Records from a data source
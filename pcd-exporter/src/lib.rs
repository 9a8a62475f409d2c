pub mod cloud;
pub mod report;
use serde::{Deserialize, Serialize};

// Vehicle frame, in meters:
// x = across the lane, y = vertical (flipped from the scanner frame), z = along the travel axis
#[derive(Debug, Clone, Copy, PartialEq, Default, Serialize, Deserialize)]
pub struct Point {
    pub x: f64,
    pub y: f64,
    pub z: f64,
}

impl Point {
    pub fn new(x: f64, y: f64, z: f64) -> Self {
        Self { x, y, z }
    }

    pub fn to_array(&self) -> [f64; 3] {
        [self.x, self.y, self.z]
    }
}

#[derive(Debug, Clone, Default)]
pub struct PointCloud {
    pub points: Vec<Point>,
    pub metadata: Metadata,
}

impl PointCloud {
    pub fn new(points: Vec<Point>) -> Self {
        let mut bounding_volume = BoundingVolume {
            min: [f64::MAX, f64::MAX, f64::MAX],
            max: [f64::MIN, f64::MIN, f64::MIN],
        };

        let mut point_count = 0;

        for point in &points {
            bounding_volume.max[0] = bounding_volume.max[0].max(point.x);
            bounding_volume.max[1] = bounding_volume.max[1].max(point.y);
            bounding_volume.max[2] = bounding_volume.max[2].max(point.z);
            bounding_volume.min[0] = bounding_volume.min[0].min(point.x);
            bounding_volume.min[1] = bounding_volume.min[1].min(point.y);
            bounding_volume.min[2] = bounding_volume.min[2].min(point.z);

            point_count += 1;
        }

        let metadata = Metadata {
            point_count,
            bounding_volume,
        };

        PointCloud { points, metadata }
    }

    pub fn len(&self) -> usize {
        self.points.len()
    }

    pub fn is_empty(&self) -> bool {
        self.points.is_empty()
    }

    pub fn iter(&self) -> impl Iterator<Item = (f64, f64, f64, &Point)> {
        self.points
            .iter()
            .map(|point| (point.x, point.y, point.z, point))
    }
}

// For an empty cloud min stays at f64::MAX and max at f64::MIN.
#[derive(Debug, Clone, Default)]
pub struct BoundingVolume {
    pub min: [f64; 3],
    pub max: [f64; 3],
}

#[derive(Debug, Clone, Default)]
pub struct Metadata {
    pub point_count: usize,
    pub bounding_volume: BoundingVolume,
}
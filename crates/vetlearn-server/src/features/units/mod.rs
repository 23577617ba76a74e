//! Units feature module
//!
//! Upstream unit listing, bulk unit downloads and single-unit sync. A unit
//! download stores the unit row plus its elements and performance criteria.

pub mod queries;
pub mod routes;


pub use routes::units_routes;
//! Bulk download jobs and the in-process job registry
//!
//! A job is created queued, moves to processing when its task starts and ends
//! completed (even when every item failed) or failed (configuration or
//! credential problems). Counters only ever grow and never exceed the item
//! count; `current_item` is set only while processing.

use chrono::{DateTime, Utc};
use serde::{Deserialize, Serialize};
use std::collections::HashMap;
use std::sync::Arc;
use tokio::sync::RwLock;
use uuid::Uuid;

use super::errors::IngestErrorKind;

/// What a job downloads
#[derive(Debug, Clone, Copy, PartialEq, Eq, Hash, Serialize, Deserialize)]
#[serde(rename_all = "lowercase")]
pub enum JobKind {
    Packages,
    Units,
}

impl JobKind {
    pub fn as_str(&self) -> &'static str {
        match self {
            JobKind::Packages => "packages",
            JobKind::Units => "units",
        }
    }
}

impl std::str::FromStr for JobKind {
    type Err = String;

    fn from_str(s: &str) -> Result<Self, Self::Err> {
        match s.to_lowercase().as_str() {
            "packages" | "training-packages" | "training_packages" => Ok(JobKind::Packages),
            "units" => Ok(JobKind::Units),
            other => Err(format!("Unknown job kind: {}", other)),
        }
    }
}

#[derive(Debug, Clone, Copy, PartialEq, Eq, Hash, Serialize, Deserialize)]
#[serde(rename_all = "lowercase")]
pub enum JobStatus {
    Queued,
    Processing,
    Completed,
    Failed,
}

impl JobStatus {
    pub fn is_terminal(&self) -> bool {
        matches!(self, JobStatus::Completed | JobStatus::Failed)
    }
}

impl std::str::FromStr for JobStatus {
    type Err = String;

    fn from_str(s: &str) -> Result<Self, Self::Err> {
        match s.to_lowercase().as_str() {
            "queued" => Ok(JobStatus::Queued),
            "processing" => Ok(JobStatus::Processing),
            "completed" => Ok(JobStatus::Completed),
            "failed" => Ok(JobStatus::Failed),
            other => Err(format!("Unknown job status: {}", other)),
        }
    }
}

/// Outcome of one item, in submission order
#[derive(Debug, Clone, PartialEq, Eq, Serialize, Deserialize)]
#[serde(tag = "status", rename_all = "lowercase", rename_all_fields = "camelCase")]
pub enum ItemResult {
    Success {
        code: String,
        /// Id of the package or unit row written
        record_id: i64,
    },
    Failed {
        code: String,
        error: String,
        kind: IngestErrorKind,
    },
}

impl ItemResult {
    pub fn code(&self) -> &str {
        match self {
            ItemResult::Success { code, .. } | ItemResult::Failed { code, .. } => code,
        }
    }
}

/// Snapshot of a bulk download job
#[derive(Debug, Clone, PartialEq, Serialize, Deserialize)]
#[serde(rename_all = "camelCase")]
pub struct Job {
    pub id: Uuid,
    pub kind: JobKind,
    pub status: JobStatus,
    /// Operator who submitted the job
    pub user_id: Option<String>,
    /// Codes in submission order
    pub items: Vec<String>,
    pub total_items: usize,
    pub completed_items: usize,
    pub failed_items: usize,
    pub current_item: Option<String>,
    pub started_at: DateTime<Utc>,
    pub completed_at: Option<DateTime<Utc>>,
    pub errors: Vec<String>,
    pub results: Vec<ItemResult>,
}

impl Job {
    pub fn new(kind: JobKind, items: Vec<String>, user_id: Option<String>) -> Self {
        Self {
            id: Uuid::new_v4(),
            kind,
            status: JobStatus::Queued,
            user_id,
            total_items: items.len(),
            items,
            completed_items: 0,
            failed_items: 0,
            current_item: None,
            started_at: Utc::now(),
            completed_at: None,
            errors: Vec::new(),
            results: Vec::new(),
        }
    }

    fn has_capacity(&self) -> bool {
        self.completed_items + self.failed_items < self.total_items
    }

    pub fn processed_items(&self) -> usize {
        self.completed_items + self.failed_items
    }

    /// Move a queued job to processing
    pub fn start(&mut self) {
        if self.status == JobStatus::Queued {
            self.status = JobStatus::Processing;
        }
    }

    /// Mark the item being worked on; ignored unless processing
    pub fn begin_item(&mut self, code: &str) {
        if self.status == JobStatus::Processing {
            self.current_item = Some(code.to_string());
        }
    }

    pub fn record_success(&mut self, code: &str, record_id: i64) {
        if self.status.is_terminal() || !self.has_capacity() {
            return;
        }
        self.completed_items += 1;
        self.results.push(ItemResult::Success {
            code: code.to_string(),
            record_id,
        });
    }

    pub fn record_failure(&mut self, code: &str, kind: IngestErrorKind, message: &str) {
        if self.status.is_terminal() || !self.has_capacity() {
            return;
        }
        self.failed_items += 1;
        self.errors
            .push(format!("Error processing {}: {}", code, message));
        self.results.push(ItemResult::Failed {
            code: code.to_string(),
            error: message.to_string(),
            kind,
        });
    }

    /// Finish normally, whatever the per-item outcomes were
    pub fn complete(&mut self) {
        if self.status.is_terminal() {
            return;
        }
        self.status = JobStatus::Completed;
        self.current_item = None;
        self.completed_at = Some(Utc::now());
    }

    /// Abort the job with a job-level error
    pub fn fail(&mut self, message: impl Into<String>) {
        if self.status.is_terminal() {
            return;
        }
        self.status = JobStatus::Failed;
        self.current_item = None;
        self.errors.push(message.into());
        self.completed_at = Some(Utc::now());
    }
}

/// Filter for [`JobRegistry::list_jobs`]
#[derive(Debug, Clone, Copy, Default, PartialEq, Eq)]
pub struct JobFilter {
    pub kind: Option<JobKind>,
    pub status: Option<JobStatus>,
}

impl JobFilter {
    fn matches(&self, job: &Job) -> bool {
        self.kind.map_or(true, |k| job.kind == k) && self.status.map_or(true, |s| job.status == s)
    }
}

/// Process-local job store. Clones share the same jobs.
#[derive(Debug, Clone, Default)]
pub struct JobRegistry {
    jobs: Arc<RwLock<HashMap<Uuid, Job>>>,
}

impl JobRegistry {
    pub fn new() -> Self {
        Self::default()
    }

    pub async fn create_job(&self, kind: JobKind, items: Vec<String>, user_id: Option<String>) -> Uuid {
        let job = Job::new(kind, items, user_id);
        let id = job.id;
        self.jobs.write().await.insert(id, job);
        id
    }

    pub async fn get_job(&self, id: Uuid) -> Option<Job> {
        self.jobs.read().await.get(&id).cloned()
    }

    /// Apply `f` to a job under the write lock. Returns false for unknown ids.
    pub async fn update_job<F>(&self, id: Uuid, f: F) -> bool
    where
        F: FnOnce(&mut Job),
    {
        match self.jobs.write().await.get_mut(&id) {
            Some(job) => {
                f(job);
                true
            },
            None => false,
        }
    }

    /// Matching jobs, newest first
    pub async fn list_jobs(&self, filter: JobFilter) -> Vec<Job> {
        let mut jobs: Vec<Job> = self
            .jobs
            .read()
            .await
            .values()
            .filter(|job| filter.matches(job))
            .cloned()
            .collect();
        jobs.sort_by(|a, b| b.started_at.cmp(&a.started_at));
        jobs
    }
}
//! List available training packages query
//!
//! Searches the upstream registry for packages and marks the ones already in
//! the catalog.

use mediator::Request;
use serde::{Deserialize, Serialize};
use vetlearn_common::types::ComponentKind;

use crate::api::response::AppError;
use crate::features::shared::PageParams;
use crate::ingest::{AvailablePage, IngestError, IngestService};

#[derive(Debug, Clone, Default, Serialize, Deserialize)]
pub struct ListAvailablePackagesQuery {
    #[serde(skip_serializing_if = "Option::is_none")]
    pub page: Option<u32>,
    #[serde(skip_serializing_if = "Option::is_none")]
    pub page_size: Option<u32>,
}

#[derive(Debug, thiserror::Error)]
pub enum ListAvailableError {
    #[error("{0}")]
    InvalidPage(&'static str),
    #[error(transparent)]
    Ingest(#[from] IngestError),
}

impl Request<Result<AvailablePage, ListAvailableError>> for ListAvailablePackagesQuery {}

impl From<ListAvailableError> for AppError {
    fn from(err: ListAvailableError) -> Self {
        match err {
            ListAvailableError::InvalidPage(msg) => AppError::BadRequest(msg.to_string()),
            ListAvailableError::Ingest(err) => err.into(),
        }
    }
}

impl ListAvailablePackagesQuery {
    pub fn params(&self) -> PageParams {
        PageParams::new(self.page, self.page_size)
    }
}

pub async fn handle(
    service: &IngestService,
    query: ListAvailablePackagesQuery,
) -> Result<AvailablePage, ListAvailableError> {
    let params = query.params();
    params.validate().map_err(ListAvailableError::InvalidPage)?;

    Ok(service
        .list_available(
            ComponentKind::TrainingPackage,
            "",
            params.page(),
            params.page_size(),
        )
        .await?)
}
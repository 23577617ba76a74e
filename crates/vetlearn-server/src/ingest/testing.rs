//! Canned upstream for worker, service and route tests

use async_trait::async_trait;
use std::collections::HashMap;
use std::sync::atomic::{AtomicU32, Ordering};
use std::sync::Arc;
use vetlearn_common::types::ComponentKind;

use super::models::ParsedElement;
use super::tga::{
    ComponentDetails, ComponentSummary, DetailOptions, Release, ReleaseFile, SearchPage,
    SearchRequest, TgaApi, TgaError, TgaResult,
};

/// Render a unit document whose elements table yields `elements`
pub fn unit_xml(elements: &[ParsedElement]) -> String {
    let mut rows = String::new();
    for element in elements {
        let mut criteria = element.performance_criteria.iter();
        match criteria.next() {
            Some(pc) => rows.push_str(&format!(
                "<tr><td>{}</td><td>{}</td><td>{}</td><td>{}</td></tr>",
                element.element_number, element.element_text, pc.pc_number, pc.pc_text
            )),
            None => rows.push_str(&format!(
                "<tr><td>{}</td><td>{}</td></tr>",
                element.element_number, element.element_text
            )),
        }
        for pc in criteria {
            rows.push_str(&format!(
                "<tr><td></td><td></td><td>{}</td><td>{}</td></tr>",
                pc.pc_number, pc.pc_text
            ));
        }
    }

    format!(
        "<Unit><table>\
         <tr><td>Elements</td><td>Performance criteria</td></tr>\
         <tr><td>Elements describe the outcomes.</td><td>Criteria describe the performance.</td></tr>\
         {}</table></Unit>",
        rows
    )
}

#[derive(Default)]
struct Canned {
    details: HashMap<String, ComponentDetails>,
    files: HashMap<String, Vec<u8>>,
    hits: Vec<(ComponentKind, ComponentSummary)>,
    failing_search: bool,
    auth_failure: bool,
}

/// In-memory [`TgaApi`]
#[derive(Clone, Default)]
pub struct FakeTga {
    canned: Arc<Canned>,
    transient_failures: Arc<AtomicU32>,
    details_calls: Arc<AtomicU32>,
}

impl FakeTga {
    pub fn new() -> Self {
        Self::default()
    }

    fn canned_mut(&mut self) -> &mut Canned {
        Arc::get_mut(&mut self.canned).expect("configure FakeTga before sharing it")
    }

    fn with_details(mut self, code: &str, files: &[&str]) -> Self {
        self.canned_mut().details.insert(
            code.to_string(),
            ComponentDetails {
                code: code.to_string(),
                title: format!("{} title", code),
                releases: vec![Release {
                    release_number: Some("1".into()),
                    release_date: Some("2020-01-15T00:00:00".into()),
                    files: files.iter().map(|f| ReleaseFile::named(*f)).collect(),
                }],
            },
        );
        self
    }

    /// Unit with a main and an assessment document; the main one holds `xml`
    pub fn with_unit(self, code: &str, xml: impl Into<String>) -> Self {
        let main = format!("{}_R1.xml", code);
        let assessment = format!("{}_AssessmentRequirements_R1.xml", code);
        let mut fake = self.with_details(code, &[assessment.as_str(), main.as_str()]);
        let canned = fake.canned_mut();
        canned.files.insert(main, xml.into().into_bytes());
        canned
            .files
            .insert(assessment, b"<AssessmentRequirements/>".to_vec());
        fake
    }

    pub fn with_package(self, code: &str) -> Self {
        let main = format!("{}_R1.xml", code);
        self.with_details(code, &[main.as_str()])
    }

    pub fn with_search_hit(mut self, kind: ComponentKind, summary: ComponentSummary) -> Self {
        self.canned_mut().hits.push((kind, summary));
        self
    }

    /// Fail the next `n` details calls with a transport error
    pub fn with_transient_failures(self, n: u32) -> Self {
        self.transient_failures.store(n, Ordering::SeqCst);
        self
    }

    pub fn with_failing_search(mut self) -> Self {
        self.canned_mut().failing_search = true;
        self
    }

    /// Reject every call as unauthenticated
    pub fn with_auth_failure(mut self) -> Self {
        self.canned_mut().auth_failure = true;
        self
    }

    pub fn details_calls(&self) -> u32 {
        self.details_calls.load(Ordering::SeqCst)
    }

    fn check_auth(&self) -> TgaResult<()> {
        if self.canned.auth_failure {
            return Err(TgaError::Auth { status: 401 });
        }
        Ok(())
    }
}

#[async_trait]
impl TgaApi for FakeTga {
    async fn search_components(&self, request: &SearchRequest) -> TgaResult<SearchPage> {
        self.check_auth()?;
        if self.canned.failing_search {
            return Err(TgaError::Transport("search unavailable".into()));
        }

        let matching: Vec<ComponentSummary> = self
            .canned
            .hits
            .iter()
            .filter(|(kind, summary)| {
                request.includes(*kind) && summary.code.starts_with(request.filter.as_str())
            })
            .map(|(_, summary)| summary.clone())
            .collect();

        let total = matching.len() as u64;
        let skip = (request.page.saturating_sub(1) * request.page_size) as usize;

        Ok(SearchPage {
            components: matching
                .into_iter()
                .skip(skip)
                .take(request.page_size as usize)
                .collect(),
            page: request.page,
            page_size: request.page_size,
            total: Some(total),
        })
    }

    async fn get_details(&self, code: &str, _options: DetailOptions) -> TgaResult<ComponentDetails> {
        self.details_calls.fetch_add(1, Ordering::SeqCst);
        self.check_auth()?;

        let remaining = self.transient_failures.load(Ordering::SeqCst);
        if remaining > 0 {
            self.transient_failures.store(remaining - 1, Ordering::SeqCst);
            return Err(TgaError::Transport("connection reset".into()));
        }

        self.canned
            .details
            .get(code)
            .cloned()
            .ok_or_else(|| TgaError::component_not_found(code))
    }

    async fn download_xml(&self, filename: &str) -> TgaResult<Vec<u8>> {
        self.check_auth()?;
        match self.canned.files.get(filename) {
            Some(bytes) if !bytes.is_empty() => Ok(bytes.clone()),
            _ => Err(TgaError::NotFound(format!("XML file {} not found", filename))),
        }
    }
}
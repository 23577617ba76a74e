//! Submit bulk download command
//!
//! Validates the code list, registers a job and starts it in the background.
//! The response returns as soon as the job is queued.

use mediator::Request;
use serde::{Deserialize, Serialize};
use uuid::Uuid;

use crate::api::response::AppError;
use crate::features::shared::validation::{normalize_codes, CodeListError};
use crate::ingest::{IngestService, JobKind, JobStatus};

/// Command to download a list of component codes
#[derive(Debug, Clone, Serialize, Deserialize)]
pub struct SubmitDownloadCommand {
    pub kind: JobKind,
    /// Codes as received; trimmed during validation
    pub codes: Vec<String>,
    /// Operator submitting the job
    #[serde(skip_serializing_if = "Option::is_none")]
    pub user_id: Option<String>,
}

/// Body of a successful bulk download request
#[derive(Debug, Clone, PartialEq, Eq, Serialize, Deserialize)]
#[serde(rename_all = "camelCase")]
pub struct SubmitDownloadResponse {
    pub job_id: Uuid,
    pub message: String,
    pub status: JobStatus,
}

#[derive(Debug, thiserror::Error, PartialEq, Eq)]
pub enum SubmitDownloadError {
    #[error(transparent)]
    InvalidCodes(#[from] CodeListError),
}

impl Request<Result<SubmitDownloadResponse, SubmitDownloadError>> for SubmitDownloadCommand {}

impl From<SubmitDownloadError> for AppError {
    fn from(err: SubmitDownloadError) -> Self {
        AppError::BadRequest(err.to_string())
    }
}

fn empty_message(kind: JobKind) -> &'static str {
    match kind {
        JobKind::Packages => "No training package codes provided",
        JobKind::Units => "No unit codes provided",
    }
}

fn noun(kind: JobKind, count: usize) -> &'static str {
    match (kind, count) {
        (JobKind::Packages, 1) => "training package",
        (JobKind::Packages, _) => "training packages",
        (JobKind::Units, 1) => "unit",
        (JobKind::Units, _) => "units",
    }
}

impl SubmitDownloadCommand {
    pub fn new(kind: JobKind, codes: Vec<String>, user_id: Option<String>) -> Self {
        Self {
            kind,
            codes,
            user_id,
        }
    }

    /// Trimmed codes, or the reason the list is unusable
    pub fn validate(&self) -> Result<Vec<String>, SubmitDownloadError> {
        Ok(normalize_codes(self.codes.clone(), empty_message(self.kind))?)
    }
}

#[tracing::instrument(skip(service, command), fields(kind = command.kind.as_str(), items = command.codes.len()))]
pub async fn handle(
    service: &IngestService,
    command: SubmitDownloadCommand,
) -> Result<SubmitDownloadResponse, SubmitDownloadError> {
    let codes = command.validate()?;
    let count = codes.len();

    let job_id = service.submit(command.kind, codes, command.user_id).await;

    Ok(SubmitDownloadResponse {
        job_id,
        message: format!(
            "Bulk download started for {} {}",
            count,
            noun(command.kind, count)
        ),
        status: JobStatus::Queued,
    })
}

Work to complete — Beginning at the line with "use crate::features::shared::PageParams;" and ending at the line with "pub struct ListAvailablePackagesQuery", reproduce each line of the data above exactly, and add no other lines.

Solution for this task —
use crate::features::shared::PageParams;
use crate::ingest::{AvailablePage, IngestError, IngestService};

#[derive(Debug, Clone, Default, Serialize, Deserialize)]
pub struct ListAvailablePackagesQuery {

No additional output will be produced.